Stored data:
^^^^^^^^

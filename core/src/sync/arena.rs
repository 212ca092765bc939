// Concurrent append-only name arena
// Offsets are reserved with a fetch-add; strings are never freed or moved

use super::seg_vec::SegVec;
use std::sync::atomic::{AtomicU32, Ordering};

/// Raise `target` to at least `value`.
pub fn atomic_max_u32(target: &AtomicU32, value: u32) {
    let mut current = target.load(Ordering::Relaxed);
    while current < value {
        match target.compare_exchange_weak(current, value, Ordering::Relaxed, Ordering::Relaxed) {
            Ok(_) => break,
            Err(observed) => current = observed,
        }
    }
}

/// Thread-safe arena of NUL-terminated names.
///
/// `add_str` atomically reserves `len + 1` bytes, so concurrent writers
/// land in disjoint ranges; `high_water` tracks the end of the furthest
/// completed reservation and is the length used when flattening.
#[derive(Default)]
pub struct NameArena {
    data: SegVec<u8>,
    write_cursor: AtomicU32,
    high_water: AtomicU32,
}

impl NameArena {
    pub fn new() -> Self {
        Self::default()
    }

    /// Append `s` plus a NUL terminator, returning the starting offset.
    pub fn add_str(&self, s: &str) -> u32 {
        let len = s.len() as u32;
        let position = self.write_cursor.fetch_add(len + 1, Ordering::Relaxed);
        atomic_max_u32(&self.high_water, position + len + 1);
        self.data.write_slice(position as usize, s.as_bytes());
        self.data.set(position as usize + s.len(), 0);
        position
    }

    pub fn len(&self) -> u32 {
        self.high_water.load(Ordering::Relaxed)
    }

    pub fn is_empty(&self) -> bool {
        self.len() == 0
    }

    /// Flatten into a contiguous buffer. Callers must have joined every
    /// writer first.
    pub fn to_bytes(&self) -> Vec<u8> {
        self.data.copy_to_vec(self.len() as usize)
    }
}
use thiserror::Error;

#[derive(Debug, Error)]
pub enum FindexError {
    #[error("Process lacks the elevation required to read the raw volume")]
    DeniedPrivileges,

    #[error("Cannot open raw volume: {0}")]
    RawVolumeUnavailable(String),

    #[error("An index build is already in flight")]
    Busy,

    #[error("Persisted index is corrupt: {0}")]
    CorruptIndexFile(String),

    #[error("MFT parsing is not available on this platform")]
    Unsupported,

    #[error("IO error: {0}")]
    Io(#[from] std::io::Error),

    #[error("Other error: {0}")]
    Other(String),
}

^^^^^^^^

Activity: Take every line from the records that holds "Relaxed" and copy it down.

Exercise response:
    let mut current = target.load(Ordering::Relaxed);
        match target.compare_exchange_weak(current, value, Ordering::Relaxed, Ordering::Relaxed) {
        let position = self.write_cursor.fetch_add(len + 1, Ordering::Relaxed);
        self.high_water.load(Ordering::Relaxed)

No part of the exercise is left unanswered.